Many of the Minnesota stores set to be shuttered have been around for decades — long before the retailer built much larger multilevel stores attached to suburban shopping malls, said Dave Brennan, a retailing professor at the University of St. Thomas.

"These smaller communities were underserved," Brennan said. "That's their legacy — that's where (J.C. Penney) got started."

The stores slated for closure are in Baxter, Fairmont, Faribault, Hibbing, Hutchinson, Red Wing, Thief River Falls and Winona.

The chain's stores in St. Cloud, Willmar, Mankato, Rochester and Alexandria will remain open.

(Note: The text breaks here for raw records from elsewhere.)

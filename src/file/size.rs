//! Human-readable file sizes.

const UNITS: [&str; 6] = ["B", "KB", "MB", "GB", "TB", "PB"];

/// Format a byte count with binary (1024) steps and one decimal place.
///
/// Values at or beyond 1024 PB stay in PB.
pub fn format_size(bytes: u64) -> String {
    let mut value = bytes as f64;
    let mut unit = 0;
    while value >= 1024.0 && unit < UNITS.len() - 1 {
        value /= 1024.0;
        unit += 1;
    }
    format!("{value:.1} {}", UNITS[unit])
}
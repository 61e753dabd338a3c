use crate::ScanId;

#[derive(Debug, Clone, PartialEq, Eq)]
pub enum Effect {
    ProbeHealth,
    SubmitScan { scan_id: ScanId, url: String },
}
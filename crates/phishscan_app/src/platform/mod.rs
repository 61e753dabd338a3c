mod app;
mod config;
mod effects;
mod logging;
mod terminal;

pub use app::run_app;
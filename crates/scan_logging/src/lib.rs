#![deny(missing_docs)]
//! Logging macros shared by the scanner crates.
//!
//! Every `scan_*!` macro forwards to the `log` facade re-exported here, so a
//! crate only needs `scan_logging` as a dependency to emit records. Which
//! logger receives them is decided by the binary (or by
//! [`initialize_for_tests`]).

#[doc(hidden)]
pub use log as __log;

/// Emits a record at the named [`log::Level`] variant.
///
/// `scan_log!(Warn, "scan {} stalled", id)` is the same as `scan_warn!`.
#[macro_export]
macro_rules! scan_log {
    ($level:ident, $($arg:tt)+) => {
        $crate::__log::log!($crate::__log::Level::$level, $($arg)+)
    };
}

/// Trace-level record.
#[macro_export]
macro_rules! scan_trace {
    ($($arg:tt)+) => { $crate::scan_log!(Trace, $($arg)+) };
}

/// Debug-level record.
#[macro_export]
macro_rules! scan_debug {
    ($($arg:tt)+) => { $crate::scan_log!(Debug, $($arg)+) };
}

/// Info-level record.
#[macro_export]
macro_rules! scan_info {
    ($($arg:tt)+) => { $crate::scan_log!(Info, $($arg)+) };
}

/// Warn-level record.
#[macro_export]
macro_rules! scan_warn {
    ($($arg:tt)+) => { $crate::scan_log!(Warn, $($arg)+) };
}

/// Error-level record.
#[macro_export]
macro_rules! scan_error {
    ($($arg:tt)+) => { $crate::scan_log!(Error, $($arg)+) };
}

/// Routes records to the test harness's captured output.
///
/// Safe to call at the top of every test: only the first call installs a
/// logger. Debug builds log at debug level, release builds at info.
pub fn initialize_for_tests() {
    use simplelog::{Config, TestLogger};

    let level = if cfg!(debug_assertions) {
        log::LevelFilter::Debug
    } else {
        log::LevelFilter::Info
    };
    let _ = TestLogger::init(level, Config::default());
}

#[cfg(test)]
mod tests {
    #[test]
    fn macros_accept_format_arguments() {
        super::initialize_for_tests();
        let scan_id = 4;
        scan_trace!("trace {}", scan_id);
        scan_debug!("debug {scan_id}");
        scan_info!("info");
        scan_warn!("warn {} {}", scan_id, "x");
        scan_error!("error {:?}", Some(scan_id));
        scan_log!(Info, "direct {}", scan_id);
    }
}
//! Logging setup for the scanner binary.
//!
//! Stdout carries the scan results, so by default log records go to
//! `./phishscan.log` and never interleave with them.

use std::fs::File;

use log::LevelFilter;
use serde::{Deserialize, Serialize};
use simplelog::{
    ColorChoice, CombinedLogger, Config, ConfigBuilder, SharedLogger, TermLogger, TerminalMode,
    WriteLogger,
};

pub const LOG_FILENAME: &str = "./phishscan.log";

#[derive(Debug, Clone, Copy, PartialEq, Eq, Default, Serialize, Deserialize)]
pub enum LogDestination {
    #[default]
    File,
    /// Stderr, so records stay off the result stream.
    Terminal,
    Both,
}

#[derive(Debug, Clone, Copy, PartialEq, Eq, Default, Serialize, Deserialize)]
pub enum LogLevel {
    Off,
    Error,
    Warn,
    #[default]
    Info,
    Debug,
    Trace,
}

impl From<LogLevel> for LevelFilter {
    fn from(level: LogLevel) -> Self {
        match level {
            LogLevel::Off => LevelFilter::Off,
            LogLevel::Error => LevelFilter::Error,
            LogLevel::Warn => LevelFilter::Warn,
            LogLevel::Info => LevelFilter::Info,
            LogLevel::Debug => LevelFilter::Debug,
            LogLevel::Trace => LevelFilter::Trace,
        }
    }
}

/// The `log` section of `phishscan.ron`.
#[derive(Debug, Clone, Copy, PartialEq, Eq, Default, Serialize, Deserialize)]
#[serde(default)]
pub struct LogSettings {
    pub destination: LogDestination,
    pub level: LogLevel,
}

pub fn initialize(settings: &LogSettings) {
    let loggers = build_loggers(settings);
    if loggers.is_empty() {
        return;
    }
    // A second init only happens in tests; the first logger wins.
    let _ = CombinedLogger::init(loggers);
}

fn build_loggers(settings: &LogSettings) -> Vec<Box<dyn SharedLogger>> {
    let level = LevelFilter::from(settings.level);
    let mut loggers: Vec<Box<dyn SharedLogger>> = Vec::new();
    if level == LevelFilter::Off {
        return loggers;
    }

    if matches!(
        settings.destination,
        LogDestination::Terminal | LogDestination::Both
    ) {
        loggers.push(TermLogger::new(
            level,
            record_format(),
            TerminalMode::Stderr,
            ColorChoice::Auto,
        ));
    }
    if matches!(
        settings.destination,
        LogDestination::File | LogDestination::Both
    ) {
        match File::create(LOG_FILENAME) {
            Ok(file) => loggers.push(WriteLogger::new(level, record_format(), file)),
            Err(err) => eprintln!("Warning: cannot create log file {LOG_FILENAME}: {err}"),
        }
    }
    loggers
}

fn record_format() -> Config {
    ConfigBuilder::new()
        .set_time_format_rfc3339()
        .set_target_level(LevelFilter::Error)
        .build()
}
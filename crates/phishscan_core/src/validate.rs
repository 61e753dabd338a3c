use crate::ErrorOutcome;

/// Trims the raw input and rejects it when nothing remains.
///
/// No URL syntax check happens here; malformed addresses are left for the
/// service to reject.
pub fn validate_input(raw: &str) -> Result<String, ErrorOutcome> {
    let trimmed = raw.trim();
    if trimmed.is_empty() {
        return Err(ErrorOutcome::validation());
    }
    Ok(trimmed.to_owned())
}
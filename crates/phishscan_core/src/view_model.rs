use crate::notification::{NotificationId, NotificationPhase};
use crate::render::DisplayFacts;
use crate::{Readiness, ScanPhase};

#[derive(Debug, Clone, PartialEq, Default)]
pub struct AppViewModel {
    pub readiness: Readiness,
    pub model_type: Option<String>,
    pub phase: ScanPhase,
    pub input: String,
    /// The input surface accepts edits and submits only while idle.
    pub input_enabled: bool,
    pub scanning_url: Option<String>,
    pub result: Option<DisplayFacts>,
    pub notifications: Vec<NotificationView>,
    pub dirty: bool,
}

#[derive(Debug, Clone, PartialEq, Eq)]
pub struct NotificationView {
    pub id: NotificationId,
    pub message: String,
    pub phase: NotificationPhase,
}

So will the nine stores in the Twin ­Cities metro area.

Most of these Minnesota towns that are losing their J.C. Penney won't be left totally high and dry and will still have some big-box options.

"In some cases, there's a Target," Brennan said. "But in almost all cases, there's a ­Wal-Mart. Wal-Mart will be the primary gainer."

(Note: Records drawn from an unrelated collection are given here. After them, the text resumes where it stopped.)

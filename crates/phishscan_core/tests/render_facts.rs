use phishscan_core::{render, ClassificationResponse, FactRow, RiskSeverity, Verdict, UNKNOWN};
use pretty_assertions::assert_eq;

fn parse(json: &str) -> ClassificationResponse {
    serde_json::from_str(json).expect("valid response json")
}

fn full_response() -> ClassificationResponse {
    parse(
        r#"{
            "url": "http://192.168.0.1/login-verify.xyz",
            "is_phishing": true,
            "classification": "phishing",
            "confidence_score": 0.87,
            "confidence": {"legitimate": 0.13, "phishing": 0.87},
            "risk_level": "high",
            "model_type": "tfidf",
            "features": {
                "url_length": 36,
                "has_https": false,
                "has_ip_address": true,
                "has_suspicious_tld": true,
                "num_suspicious_keywords": 2,
                "domain_entropy": 3.456
            },
            "network_analysis": {
                "dns_resolves": false,
                "ip_address": null,
                "domain_age_days": 12,
                "ssl_valid": false,
                "hosting_country": null,
                "isp": null,
                "network_risk_score": 9,
                "risk_reasons": ["Domain does not resolve", "Invalid SSL certificate"]
            }
        }"#,
    )
}

fn safe_response() -> ClassificationResponse {
    parse(
        r#"{
            "url": "https://example.com",
            "is_phishing": false,
            "classification": "legitimate",
            "confidence_score": 0.96,
            "confidence": {"legitimate": 0.96, "phishing": 0.04},
            "risk_level": "safe",
            "features": {
                "url_length": 19,
                "has_https": true,
                "has_ip_address": false,
                "has_suspicious_tld": false,
                "num_suspicious_keywords": 0,
                "domain_entropy": 2.5
            },
            "network_analysis": {
                "dns_resolves": true,
                "ip_address": "93.184.216.34",
                "domain_age_days": 10000,
                "ssl_valid": true,
                "hosting_country": "US",
                "isp": "Edgecast",
                "network_risk_score": 0,
                "risk_reasons": []
            }
        }"#,
    )
}

fn row(label: &'static str, value: &str, highlight: bool) -> FactRow {
    FactRow {
        label,
        value: value.to_string(),
        highlight,
    }
}

#[test]
fn phishing_scenario_labels() {
    let facts = render(&parse(
        r#"{
            "url": "example.com",
            "is_phishing": true,
            "classification": "phishing",
            "confidence_score": 0.92,
            "confidence": {"legitimate": 0.08, "phishing": 0.92},
            "risk_level": "high",
            "features": {
                "url_length": 11,
                "has_https": false,
                "has_ip_address": false,
                "has_suspicious_tld": false,
                "num_suspicious_keywords": 0,
                "domain_entropy": 2.85
            }
        }"#,
    ));

    assert_eq!(facts.verdict, Verdict::Phishing);
    assert_eq!(facts.title, "Phishing Detected!");
    assert_eq!(facts.classification_label, "Phishing");
    assert_eq!(facts.confidence_text, "92.0%");
    assert_eq!(facts.legitimate_text, "8.0%");
    assert_eq!(facts.phishing_text, "92.0%");
    assert_eq!(facts.risk_label, "High");
    assert_eq!(facts.risk_severity, RiskSeverity::High);
    assert!(facts.network.is_none());
}

#[test]
fn feature_rows_flag_concerning_values() {
    let facts = render(&full_response());

    assert_eq!(
        facts.features.clone().unwrap(),
        vec![
            row("URL Length", "36 chars", false),
            row("HTTPS", "No", true),
            row("IP Address", "Yes", true),
            row("Suspicious TLD", "Yes", true),
            row("Phishing Keywords", "2", true),
            row("Domain Randomness", "3.46", false),
        ]
    );
}

#[test]
fn network_rows_flag_and_fill_unknowns() {
    let facts = render(&full_response());
    let network = facts.network.expect("network section");

    assert_eq!(
        network.rows,
        vec![
            row("DNS Status", "Failed", true),
            row("IP Address", UNKNOWN, false),
            row("Domain Age", "12 days", true),
            row("SSL Certificate", "Invalid", true),
            row("Location", UNKNOWN, false),
            row("ISP", UNKNOWN, false),
            row("Network Risk", "9/15", true),
        ]
    );
    assert_eq!(
        network.risk_factors.as_deref(),
        Some("Domain does not resolve, Invalid SSL certificate")
    );
}

#[test]
fn clean_response_has_no_highlights() {
    let facts = render(&safe_response());

    assert_eq!(facts.verdict, Verdict::Safe);
    assert_eq!(facts.title, "URL is Safe");
    assert_eq!(facts.classification_label, "Legitimate");
    assert_eq!(facts.risk_label, "Safe");
    assert_eq!(facts.confidence_text, "96.0%");

    let features = facts.features.as_ref().unwrap();
    assert!(features.iter().all(|row| !row.highlight));
    let network = facts.network.as_ref().unwrap();
    assert!(network.rows.iter().all(|row| !row.highlight));
    assert_eq!(network.risk_factors, None);
    assert_eq!(facts.network_row("ISP").unwrap().value, "Edgecast");
}

#[test]
fn threshold_boundaries() {
    let mut response = safe_response();
    let network = response.network_analysis.as_mut().unwrap();
    network.domain_age_days = Some(90);
    network.network_risk_score = 5;
    let facts = render(&response);
    assert!(!facts.network_row("Domain Age").unwrap().highlight);
    assert!(!facts.network_row("Network Risk").unwrap().highlight);

    let network = response.network_analysis.as_mut().unwrap();
    network.domain_age_days = Some(89);
    network.network_risk_score = 6;
    let facts = render(&response);
    assert!(facts.network_row("Domain Age").unwrap().highlight);
    assert!(facts.network_row("Network Risk").unwrap().highlight);
}

#[test]
fn missing_domain_age_is_unknown_and_not_flagged() {
    let mut response = safe_response();
    response.network_analysis.as_mut().unwrap().domain_age_days = None;

    let facts = render(&response);
    let age = facts.network_row("Domain Age").unwrap();
    assert_eq!(age.value, UNKNOWN);
    assert!(!age.highlight);
}

#[test]
fn zero_day_old_domain_is_flagged() {
    let mut response = safe_response();
    response.network_analysis.as_mut().unwrap().domain_age_days = Some(0);

    let age = render(&response).network_row("Domain Age").cloned().unwrap();
    assert_eq!(age, row("Domain Age", "0 days", true));
}

#[test]
fn absent_sections_are_suppressed() {
    let facts = render(&parse(
        r#"{
            "url": "example.com",
            "is_phishing": false,
            "classification": "legitimate",
            "confidence_score": 0.6,
            "confidence": {"legitimate": 0.6, "phishing": 0.4},
            "risk_level": "low"
        }"#,
    ));

    assert!(facts.features.is_none());
    assert!(facts.network.is_none());
    assert!(facts.feature("HTTPS").is_none());
    assert_eq!(facts.model_type, None);
}

#[test]
fn missing_risk_reasons_omit_the_line() {
    let response = parse(
        r#"{
            "url": "example.com",
            "is_phishing": false,
            "classification": "legitimate",
            "confidence_score": 0.6,
            "confidence": {"legitimate": 0.6, "phishing": 0.4},
            "risk_level": "low",
            "network_analysis": {
                "dns_resolves": true,
                "ssl_valid": true,
                "network_risk_score": 1
            }
        }"#,
    );

    let network = render(&response).network.unwrap();
    assert_eq!(network.risk_factors, None);
    assert_eq!(network.rows.len(), 7);
}

#[test]
fn null_risk_reasons_omit_the_line() {
    let response = parse(
        r#"{
            "url": "example.com",
            "is_phishing": false,
            "classification": "legitimate",
            "confidence_score": 0.6,
            "confidence": {"legitimate": 0.6, "phishing": 0.4},
            "risk_level": "low",
            "network_analysis": {
                "dns_resolves": true,
                "ssl_valid": true,
                "network_risk_score": 1,
                "risk_reasons": null
            }
        }"#,
    );

    let network = render(&response).network.unwrap();
    assert_eq!(network.risk_factors, None);
    assert_eq!(network.rows.len(), 7);
}

#[test]
fn tie_confidences_round_half_up() {
    let mut response = safe_response();
    response.confidence_score = 0.8625;
    response.confidence.phishing = 0.0625;

    let facts = render(&response);
    assert_eq!(facts.confidence_text, "86.3%");
    assert_eq!(facts.phishing_text, "6.3%");
}

#[test]
fn confidence_is_shown_without_reconciliation() {
    let mut response = safe_response();
    response.confidence_score = 0.5;

    let facts = render(&response);
    assert_eq!(facts.confidence_text, "50.0%");
    assert_eq!(facts.legitimate_text, "96.0%");
    assert_eq!(facts.confidence_fill(), 50.0);
}

#[test]
fn render_is_deterministic() {
    let response = full_response();
    assert_eq!(render(&response), render(&response));
    assert_eq!(render(&response).model_type.as_deref(), Some("tfidf"));
}

#[test]
fn unknown_risk_level_keeps_its_text() {
    let mut response = safe_response();
    response.risk_level = "critical".to_string();

    let facts = render(&response);
    assert_eq!(facts.risk_label, "Critical");
    assert_eq!(facts.risk_severity, RiskSeverity::Other);
    assert_eq!(facts.risk_severity.class_name(), "other");
}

The liquidation sales will begin April 17, and most of the stores will wind down by mid-June. About 5,000 positions will be eliminated nationwide.

The store closures represent about 14 percent of J.C. Penney's total store portfolio.

J.C. Penney first disclosed last month that it would shutter about 130 to 140 stores, but it didn't identify which stores until Friday morning. The retailer said the stores slated for closure either require a lot of investment to reach the company's new standards or are barely making money.

"Our decision to close these locations was made after careful analysis of store performance, local demographics, ability to deliver on the company's growth strategies and proficiency to execute a seamless omnichannel experience through online order fulfillment, same-day pickup, exchanges and returns," Joey Thomas, a company spokesman, wrote in an e-mail.

He added that the company will be investing in stores that offer the "best expression of the J.C. Penney brand" and can serve an extension of online shopping.

Executives said last month that the retailer will continue to focus on adding appliance showrooms to its stores, expanding its Sephora mini-shops and growing its plus-size business.

J.C. Penney is one of a ­number of major retailers trying to adapt to the shift to online shopping by paring its brick-and-mortar footprint while strengthening its e-commerce capabilities and focusing on higher-performing stores. Macy's is also shuttering about 68 stores nationwide, including a flagship location on Nicollet Mall in downtown Minneapolis set to go dark on Sunday. Macy's is also closing its stores in Grand Forks, N.D., and La Crosse, Wis.

After reporting bad holiday sales, Sears Holdings announced 150 store closings earlier this year, including its stores in Coon Rapids and Mankato. The company is also closing its Kmart store in Detroit Lakes.

Thief River Falls, a town of about 8,700 people in northwestern Minnesota, will acutely feel the upcoming loss of its J.C. Penney store, said Brian Holmer, the town's mayor.

"The community really wanted to keep it, but the corporate office said 'Sorry,' " he said.

The store sits at a main crossroads in town near a Sears appliance store and an office supply business, he said. It's the only place in the center of town that sells clothing. Once it closes, the main shopping options will be a Wal-Mart and Kmart on the edge of town.

Like people everywhere else, Holmer said more people in town seem to be warming up to online shopping, especially with free shipping easier to come by.

"People would rather sit behind their computer and have it shipped to their doorstep for free," he said. "I constantly see the FedExes and UPSes coming up the street."